## [Exercise directions]
Copy out every line of the listing in which "command" appears.
** Opening Records provided block **
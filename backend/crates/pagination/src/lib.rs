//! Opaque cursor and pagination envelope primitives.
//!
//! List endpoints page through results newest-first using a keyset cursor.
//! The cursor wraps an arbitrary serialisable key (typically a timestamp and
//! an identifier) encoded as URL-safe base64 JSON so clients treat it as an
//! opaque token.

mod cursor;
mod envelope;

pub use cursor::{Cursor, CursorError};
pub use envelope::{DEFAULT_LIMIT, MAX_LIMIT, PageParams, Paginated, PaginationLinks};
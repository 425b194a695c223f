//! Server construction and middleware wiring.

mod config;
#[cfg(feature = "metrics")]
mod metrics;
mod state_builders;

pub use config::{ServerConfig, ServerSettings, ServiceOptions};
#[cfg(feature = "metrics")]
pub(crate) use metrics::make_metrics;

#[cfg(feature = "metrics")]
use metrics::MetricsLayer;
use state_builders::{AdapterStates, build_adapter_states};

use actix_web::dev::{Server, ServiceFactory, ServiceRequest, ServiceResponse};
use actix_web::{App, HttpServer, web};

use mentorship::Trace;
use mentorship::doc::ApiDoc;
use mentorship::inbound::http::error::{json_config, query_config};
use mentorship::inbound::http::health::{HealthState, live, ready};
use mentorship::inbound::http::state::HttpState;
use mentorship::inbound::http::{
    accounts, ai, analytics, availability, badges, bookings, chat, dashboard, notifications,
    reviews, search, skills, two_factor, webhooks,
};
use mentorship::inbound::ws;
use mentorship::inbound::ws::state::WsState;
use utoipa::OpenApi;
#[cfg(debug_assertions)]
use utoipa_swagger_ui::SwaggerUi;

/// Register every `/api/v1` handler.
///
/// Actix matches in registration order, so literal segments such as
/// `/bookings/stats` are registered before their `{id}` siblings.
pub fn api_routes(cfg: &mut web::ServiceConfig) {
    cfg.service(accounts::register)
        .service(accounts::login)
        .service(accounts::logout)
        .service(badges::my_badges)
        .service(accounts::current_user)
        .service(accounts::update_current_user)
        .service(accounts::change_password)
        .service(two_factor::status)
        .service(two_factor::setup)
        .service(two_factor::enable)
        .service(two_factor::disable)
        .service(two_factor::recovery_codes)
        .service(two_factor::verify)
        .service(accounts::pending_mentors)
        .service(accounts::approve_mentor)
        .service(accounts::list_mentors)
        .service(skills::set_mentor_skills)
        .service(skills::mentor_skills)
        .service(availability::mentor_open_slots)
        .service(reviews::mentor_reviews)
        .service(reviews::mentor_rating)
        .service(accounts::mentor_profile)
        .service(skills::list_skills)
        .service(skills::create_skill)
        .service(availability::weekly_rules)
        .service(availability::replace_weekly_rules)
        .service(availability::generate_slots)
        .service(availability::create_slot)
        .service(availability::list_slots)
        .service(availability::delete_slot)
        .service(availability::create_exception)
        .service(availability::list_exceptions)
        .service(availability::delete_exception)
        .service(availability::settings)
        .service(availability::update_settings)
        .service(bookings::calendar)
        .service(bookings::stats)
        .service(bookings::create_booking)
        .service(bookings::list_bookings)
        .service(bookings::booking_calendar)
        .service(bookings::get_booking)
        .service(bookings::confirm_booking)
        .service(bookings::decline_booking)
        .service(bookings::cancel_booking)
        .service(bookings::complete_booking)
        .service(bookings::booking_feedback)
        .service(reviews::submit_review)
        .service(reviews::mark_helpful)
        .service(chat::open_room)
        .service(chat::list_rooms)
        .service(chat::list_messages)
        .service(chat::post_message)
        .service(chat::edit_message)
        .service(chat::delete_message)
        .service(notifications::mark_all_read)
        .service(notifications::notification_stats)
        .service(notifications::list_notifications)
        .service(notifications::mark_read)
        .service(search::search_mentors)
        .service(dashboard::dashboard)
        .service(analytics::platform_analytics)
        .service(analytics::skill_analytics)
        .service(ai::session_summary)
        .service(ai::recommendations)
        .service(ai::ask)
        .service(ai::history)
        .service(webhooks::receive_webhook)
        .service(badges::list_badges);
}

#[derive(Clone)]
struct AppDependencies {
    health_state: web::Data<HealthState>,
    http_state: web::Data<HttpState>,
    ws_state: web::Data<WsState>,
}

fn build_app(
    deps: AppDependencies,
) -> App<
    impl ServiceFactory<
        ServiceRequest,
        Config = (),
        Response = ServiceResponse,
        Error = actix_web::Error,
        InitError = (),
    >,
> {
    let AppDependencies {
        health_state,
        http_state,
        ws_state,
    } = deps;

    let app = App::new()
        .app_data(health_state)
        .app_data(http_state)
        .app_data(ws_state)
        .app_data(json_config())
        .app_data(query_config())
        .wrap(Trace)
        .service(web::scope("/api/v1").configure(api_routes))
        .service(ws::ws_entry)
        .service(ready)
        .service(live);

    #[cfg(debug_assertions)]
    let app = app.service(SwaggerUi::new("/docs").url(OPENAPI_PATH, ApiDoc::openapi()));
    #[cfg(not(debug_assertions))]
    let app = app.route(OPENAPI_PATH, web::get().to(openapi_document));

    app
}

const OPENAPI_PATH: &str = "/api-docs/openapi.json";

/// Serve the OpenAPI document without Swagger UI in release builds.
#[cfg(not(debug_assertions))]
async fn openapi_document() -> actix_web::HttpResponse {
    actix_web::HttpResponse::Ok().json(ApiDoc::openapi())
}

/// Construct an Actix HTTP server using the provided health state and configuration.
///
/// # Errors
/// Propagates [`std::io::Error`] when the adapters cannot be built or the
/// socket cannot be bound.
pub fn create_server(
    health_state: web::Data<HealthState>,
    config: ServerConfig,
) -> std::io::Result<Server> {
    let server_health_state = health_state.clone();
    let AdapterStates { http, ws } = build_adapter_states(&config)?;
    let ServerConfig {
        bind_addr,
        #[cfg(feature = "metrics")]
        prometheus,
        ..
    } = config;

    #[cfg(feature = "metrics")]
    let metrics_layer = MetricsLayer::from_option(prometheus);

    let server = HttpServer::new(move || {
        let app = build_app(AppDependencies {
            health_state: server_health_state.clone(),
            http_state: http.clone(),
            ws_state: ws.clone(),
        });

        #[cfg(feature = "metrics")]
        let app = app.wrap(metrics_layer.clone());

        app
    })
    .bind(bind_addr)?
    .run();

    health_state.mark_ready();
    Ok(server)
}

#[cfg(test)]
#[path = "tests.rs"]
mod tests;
** Closing Records provided block **
** Opening Records provided block **
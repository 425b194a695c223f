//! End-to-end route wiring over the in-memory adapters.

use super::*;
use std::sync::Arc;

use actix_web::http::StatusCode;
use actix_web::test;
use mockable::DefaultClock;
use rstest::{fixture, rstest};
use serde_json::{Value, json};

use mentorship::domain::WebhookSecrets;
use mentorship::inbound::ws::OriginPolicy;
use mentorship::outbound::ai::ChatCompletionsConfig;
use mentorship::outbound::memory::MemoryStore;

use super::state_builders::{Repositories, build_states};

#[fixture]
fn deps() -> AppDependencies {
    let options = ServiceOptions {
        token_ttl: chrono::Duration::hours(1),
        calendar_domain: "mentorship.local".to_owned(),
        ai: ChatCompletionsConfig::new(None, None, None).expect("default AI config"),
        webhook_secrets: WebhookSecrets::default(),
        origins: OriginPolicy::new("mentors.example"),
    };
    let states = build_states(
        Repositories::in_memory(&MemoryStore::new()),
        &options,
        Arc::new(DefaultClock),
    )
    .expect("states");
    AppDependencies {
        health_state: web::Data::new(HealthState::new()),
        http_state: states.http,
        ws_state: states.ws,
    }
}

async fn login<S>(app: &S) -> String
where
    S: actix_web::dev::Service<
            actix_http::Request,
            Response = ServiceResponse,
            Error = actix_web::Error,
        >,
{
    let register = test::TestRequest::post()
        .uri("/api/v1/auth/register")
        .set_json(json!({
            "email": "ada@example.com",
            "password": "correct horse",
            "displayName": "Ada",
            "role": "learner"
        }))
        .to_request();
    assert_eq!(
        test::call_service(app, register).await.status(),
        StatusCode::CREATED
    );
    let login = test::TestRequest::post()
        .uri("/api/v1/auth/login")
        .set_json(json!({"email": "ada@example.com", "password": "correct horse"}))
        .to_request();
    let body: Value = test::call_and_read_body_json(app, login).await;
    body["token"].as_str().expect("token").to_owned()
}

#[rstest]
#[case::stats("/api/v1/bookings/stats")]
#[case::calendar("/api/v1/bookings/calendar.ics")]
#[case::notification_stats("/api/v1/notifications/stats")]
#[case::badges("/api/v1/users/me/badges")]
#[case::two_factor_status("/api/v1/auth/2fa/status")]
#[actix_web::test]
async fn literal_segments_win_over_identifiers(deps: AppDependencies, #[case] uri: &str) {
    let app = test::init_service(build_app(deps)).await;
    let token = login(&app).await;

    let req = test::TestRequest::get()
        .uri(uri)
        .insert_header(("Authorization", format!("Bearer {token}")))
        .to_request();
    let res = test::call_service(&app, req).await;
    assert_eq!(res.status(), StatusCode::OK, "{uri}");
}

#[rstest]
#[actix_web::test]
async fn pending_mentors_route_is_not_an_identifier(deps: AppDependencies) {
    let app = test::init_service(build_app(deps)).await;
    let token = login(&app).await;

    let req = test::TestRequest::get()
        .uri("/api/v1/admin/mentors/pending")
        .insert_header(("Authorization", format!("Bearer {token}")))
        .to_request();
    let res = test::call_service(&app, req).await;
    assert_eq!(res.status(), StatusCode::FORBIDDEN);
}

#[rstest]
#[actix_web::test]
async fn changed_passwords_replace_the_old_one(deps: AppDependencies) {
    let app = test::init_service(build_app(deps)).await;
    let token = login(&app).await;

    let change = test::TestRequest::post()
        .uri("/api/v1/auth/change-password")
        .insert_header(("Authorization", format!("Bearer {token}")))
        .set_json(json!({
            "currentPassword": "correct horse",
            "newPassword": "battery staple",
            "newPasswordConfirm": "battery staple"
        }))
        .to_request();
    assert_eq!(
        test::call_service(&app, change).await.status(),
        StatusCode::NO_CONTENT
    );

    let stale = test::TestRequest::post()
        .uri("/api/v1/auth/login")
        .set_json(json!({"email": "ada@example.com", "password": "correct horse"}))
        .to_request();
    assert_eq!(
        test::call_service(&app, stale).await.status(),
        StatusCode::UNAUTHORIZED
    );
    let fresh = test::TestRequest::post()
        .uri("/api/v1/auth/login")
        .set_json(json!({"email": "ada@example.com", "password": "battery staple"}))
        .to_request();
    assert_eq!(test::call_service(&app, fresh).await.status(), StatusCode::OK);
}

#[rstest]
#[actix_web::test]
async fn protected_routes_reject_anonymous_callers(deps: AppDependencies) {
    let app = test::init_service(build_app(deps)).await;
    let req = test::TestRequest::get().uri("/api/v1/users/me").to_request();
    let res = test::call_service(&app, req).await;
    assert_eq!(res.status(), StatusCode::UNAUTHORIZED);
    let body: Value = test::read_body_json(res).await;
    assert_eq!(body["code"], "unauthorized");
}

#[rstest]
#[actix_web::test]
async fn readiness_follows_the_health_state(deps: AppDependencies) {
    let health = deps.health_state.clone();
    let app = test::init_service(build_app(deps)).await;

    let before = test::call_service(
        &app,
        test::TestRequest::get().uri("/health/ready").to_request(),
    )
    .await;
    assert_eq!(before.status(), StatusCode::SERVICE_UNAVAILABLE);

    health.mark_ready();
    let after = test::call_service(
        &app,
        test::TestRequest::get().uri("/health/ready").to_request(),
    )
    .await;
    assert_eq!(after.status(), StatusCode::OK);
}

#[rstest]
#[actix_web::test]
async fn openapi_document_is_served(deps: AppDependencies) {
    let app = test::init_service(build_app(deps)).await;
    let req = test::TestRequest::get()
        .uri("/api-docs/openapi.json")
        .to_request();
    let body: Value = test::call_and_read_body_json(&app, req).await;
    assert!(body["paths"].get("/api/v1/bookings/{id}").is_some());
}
** Closing Records provided block **
** Opening Records provided block **
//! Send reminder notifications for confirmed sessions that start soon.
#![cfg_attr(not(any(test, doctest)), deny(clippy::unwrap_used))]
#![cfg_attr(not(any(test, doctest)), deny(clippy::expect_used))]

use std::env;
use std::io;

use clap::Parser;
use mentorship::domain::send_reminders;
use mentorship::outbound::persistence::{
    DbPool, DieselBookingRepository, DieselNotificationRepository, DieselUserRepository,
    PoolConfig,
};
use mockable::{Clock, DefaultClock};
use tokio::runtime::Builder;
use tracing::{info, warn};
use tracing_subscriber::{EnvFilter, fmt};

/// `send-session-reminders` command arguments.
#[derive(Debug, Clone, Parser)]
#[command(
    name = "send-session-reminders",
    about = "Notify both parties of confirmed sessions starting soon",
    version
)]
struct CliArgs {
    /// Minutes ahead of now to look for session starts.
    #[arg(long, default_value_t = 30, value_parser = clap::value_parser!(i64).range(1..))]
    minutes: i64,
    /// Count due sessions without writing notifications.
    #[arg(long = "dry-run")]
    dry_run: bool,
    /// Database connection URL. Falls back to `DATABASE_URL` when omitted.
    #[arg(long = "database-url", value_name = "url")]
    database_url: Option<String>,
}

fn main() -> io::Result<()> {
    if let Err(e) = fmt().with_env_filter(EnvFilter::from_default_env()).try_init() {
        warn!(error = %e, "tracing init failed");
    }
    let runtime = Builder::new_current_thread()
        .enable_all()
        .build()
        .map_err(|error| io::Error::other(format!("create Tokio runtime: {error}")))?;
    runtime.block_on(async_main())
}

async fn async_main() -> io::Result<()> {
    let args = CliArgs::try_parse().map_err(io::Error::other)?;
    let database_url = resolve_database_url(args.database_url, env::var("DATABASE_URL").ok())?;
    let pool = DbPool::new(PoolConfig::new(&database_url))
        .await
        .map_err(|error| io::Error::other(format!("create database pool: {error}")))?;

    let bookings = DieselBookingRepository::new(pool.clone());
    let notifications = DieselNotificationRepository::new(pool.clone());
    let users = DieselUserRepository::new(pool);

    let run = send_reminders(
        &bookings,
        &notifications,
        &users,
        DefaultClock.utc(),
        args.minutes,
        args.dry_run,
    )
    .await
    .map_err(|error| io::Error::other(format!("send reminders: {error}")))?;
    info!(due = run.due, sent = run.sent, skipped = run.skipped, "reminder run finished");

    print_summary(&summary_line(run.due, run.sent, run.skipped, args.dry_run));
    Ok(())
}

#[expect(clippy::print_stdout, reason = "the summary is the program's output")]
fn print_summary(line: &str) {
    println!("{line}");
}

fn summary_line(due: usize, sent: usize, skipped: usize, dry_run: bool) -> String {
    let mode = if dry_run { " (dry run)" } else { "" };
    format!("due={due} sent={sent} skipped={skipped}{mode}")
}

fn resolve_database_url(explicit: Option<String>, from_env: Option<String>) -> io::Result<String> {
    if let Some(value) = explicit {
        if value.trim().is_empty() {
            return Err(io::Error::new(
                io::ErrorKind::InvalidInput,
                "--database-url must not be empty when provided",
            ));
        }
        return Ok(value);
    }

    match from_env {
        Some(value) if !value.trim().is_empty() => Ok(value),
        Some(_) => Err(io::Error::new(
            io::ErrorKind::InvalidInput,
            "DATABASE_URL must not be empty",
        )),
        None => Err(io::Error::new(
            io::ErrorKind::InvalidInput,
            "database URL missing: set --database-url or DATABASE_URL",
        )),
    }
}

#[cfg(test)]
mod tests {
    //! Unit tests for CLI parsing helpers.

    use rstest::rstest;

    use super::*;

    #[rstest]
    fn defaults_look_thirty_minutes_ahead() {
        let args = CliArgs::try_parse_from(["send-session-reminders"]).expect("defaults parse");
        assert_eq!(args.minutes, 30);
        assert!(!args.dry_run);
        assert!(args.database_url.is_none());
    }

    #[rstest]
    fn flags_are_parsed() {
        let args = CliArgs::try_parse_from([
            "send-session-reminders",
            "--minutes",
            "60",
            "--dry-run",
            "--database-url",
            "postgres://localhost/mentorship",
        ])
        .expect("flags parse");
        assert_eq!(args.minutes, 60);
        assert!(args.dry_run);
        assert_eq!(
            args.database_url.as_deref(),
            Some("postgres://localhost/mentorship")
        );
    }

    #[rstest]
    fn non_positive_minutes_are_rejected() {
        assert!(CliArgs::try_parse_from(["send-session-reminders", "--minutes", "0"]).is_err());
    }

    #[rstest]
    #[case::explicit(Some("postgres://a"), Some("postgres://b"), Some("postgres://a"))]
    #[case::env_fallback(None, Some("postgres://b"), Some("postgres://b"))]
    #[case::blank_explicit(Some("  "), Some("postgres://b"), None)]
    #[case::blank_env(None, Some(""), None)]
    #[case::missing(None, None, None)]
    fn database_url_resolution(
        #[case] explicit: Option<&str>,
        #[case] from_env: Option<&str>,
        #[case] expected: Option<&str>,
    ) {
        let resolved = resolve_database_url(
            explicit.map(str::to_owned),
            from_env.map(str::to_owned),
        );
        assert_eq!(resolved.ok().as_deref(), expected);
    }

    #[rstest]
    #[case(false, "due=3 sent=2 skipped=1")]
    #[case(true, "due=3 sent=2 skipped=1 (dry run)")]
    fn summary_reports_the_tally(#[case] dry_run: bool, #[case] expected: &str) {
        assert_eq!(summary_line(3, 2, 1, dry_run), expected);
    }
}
** Closing Records provided block **
## [Exercise output]
/// `send-session-reminders` command arguments.
#[command(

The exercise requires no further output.